Posted 1 августа 2018, 08:46
Published 1 августа 2018, 08:46
Modified 15 сентября 2022, 20:20
Updated 15 сентября 2022, 20:20
Запланированное на 12 августа подписание Конвенции о правовом статусе Каспийского моря поставит долгожданную точку в переговорах пяти прикаспийских стран, длившихся четверть века. Конвенция должна создать правовую основу для новых проектов в регионе, в том числе по освоению нефтегазовых месторождений каспийского шельфа. Для России это особенно важно в контексте принятой в 2017 году Стратегии развития морских портов в Каспийском бассейне, оптимистичный сценарий которой предполагает появление новых портовых мощностей, значительное увеличение добычи и перевалки нефти, а также создание нефтехимического кластера. Но финансирование крупных проектов на Каспии – вопрос по-прежнему открытый и в значительной степени находящийся в зоне высоких политических рисков на Северном Кавказе и в Иране.
Саммит глав прикаспийских стран, который состоится через несколько дней в казахстанском Актау, станет уже пятой подобной встречей начиная с 2002 года (предыдущие саммиты проходили в Ашхабаде, Тегеране, Баку и Астрахани). Главным пунктом их повестки неизменно оставалась Каспийская конвенция – рамочный документ, устанавливающий границы территориальных вод каждого из прикаспийских государств, режимы судоходства, использования ресурсов Каспия и т. д. Каждый из саммитов завершался принятием документов по отдельным вопросам, но лишь по итогам предыдущей встречи, состоявшейся в 2014 году, стороны определенно дали понять, что все принципиальные препятствия для подписания конвенции сняты.
Первоначально планировалось, что это произойдет в 2015 году, но затем подписание было отложено до очередного саммита. В декабре 2017 года глава российского МИД Сергей Лавров после завершения совещания министров иностранных дел прикаспийских государств сообщил, что фактически текст конвенции готов. В конце июня распоряжение о принятии конвенции подписал президент России Владимир Путин, а в середине июля МИД Казахстана назвал окончательную дату проведения саммита в Актау – 12 августа.
Идеология конвенции основана на том, что спорные вопросы на Каспии должны решаться исключительно государствами, имеющими прямой выход к нему.
В документе будет оговорено неприсутствие на Каспии вооруженных сил, не принадлежащих сторонам конвенции, и судоходство только под флагами прикаспийских государств. Тем самым конвенция должна поставить точку в известном вопросе, является ли Каспий морем или озером: закрытие его для внешних «флагов» будет означать, что Каспий все-таки озеро.

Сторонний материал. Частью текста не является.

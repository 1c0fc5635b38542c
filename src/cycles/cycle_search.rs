use crate::cycles::Cycle;
use crate::graph::FunctionalGraph;
use crate::log_graph;
use cancel_this::is_cancelled;
use computation_process::Incomplete::Suspended;
use computation_process::{Completable, GeneratorStep};
use log::{debug, info, trace};
use std::collections::HashMap;

/// A configuration object for cycle enumeration.
#[derive(Clone, Debug)]
#[cfg_attr(feature = "serde", derive(serde::Serialize, serde::Deserialize))]
pub struct CycleConfig {
    pub graph: FunctionalGraph,
}

impl From<FunctionalGraph> for CycleConfig {
    fn from(value: FunctionalGraph) -> Self {
        CycleConfig { graph: value }
    }
}

impl From<&FunctionalGraph> for CycleConfig {
    fn from(value: &FunctionalGraph) -> Self {
        CycleConfig {
            graph: value.clone(),
        }
    }
}

/// Internal state of the cycle enumeration.
///
/// Every visited node is marked with the id of the walk that reached it first and its
/// position on that walk.
#[derive(Clone, PartialEq, Eq, Debug)]
#[cfg_attr(feature = "serde", derive(serde::Serialize, serde::Deserialize))]
pub struct CycleSearchState {
    starts: Vec<u64>,
    next_start: usize,
    marks: HashMap<u64, (usize, usize)>,
    walks: usize,
}

/// Performs one walk of the cycle enumeration per step.
pub struct CycleSearchStep;

impl From<&FunctionalGraph> for CycleSearchState {
    fn from(value: &FunctionalGraph) -> Self {
        info!("Start cycle search ({}).", log_graph(value));
        CycleSearchState {
            starts: value.nodes().collect(),
            next_start: 0,
            marks: HashMap::new(),
            walks: 0,
        }
    }
}

impl CycleSearchState {
    /// Number of walks performed so far.
    pub fn walks(&self) -> usize {
        self.walks
    }

    /// Number of nodes that have been visited by some walk.
    pub fn visited(&self) -> usize {
        self.marks.len()
    }
}

impl GeneratorStep<CycleConfig, CycleSearchState, Cycle> for CycleSearchStep {
    fn step(context: &CycleConfig, state: &mut CycleSearchState) -> Completable<Option<Cycle>> {
        is_cancelled!()?;

        while state
            .starts
            .get(state.next_start)
            .is_some_and(|it| state.marks.contains_key(it))
        {
            state.next_start += 1;
        }
        let Some(&start) = state.starts.get(state.next_start) else {
            debug!(
                "Cycle search done after {} walks over {} nodes.",
                state.walks,
                state.marks.len()
            );
            return Ok(None);
        };

        let walk = state.walks;
        state.walks += 1;
        let mut path = Vec::new();
        let mut node = start;
        loop {
            if let Some(&(seen_walk, position)) = state.marks.get(&node) {
                if seen_walk == walk {
                    let cycle = Cycle::from_orbit(path[position..].to_vec());
                    debug!(
                        "[walk:{}] Found cycle {} after a tail of {} nodes.",
                        walk, cycle, position
                    );
                    return Ok(Some(cycle));
                }
                trace!(
                    "[walk:{}] Merged into walk {} after {} nodes.",
                    walk,
                    seen_walk,
                    path.len()
                );
                return Err(Suspended);
            }
            state.marks.insert(node, (walk, path.len()));
            path.push(node);
            match context.graph.successor(node) {
                Some(next) => node = next,
                None => {
                    trace!("[walk:{}] Reached a node without successor.", walk);
                    return Err(Suspended);
                }
            }
        }
    }
}
//! Equivalence classes of values under digit permutation.
//!
//! Values of width `N` that are digit permutations of each other share a [`DigitMultiset`].
//! Each such class is represented by its *canonical signature*: the digits sorted
//! non-decreasing, read as an integer. There are exactly `C(N + 9, 9)` classes, which is
//! dramatically smaller than the `10^N` raw values (see [`crate::statistics`]).

mod signatures;


use crate::digits::{DigitMultiset, Width};
use crate::error::KaprekarResult;
pub use signatures::CanonicalSignatures;

/// The canonical signature of the class containing `value`.
pub fn canonicalize(value: u64, width: Width) -> KaprekarResult<u64> {
    Ok(DigitMultiset::of(value, width)?.ascending())
}

/// Lazily enumerate all canonical signatures of the given width in increasing order.
///
/// Each call starts a fresh enumeration.
pub fn enumerate_canonical(width: Width) -> CanonicalSignatures {
    CanonicalSignatures::new(width)
}

/// The number of equivalence classes of the given width, i.e. the number of multisets
/// of size `width` over ten digits: `C(width + 9, 9)`.
pub fn class_count(width: Width) -> u64 {
    binomial(width.get() as u64 + 9, 9)
}

/// The number of values that belong to the class of `signature` (the multinomial coefficient
/// `N! / (c_0! c_1! ... c_9!)`). Summed over all classes, this gives `10^N`.
pub fn class_size(signature: u64, width: Width) -> KaprekarResult<u64> {
    let digits = DigitMultiset::of(signature, width)?;
    let mut remaining = width.get() as u64;
    let mut size = 1u64;
    for count in digits.counts() {
        let count = u64::from(*count);
        size *= binomial(remaining, count);
        remaining -= count;
    }
    Ok(size)
}

/// Exact binomial coefficient for the small arguments used in this crate.
///
/// Every partial product `C(n - k + i, i)` is an integer, so the division is always exact.
pub(crate) fn binomial(n: u64, k: u64) -> u64 {
    if k > n {
        return 0;
    }
    let k = k.min(n - k);
    (1..=k).fold(1u64, |acc, i| acc * (n - k + i) / i)
}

Каждая сторона сможет устанавливать собственные территориальные воды, не превышающие по ширине 15 морских миль, отмеряемых от исходных линий, которые будут определены в документе. Стороны смогут прокладывать подводные кабели и трубопроводы по дну моря при условии соответствия проектов международным экологическим стандартам. Определение трасс для прокладки должно осуществляться по согласованию со стороной, через чей сектор дна они будут проходить.
Конвенция будет иметь рамочный характер, признает советник главы Дагестана доктор политических наук Камиль Ланда. Но даже такой документ будет огромным шагом вперед.
«Из-за неопределенного статуса Каспия, прежде всего в вопросе, является ли он морем или озером, полноценная работа на нем для прикаспийских государств невозможна, хотя международные организации – всего их более 60 – на Каспии работают давно, – отмечает Ланда. – При большинстве крупных мировых водоемов, по которым проходят границы между государствами, существуют надгосударственные структуры, которые решают совместные вопросы, – например, Организация экономического развития Черного моря, Дунайская конвенция. Единственный крупный водоем мира, у которого такой структуры нет, – Каспий.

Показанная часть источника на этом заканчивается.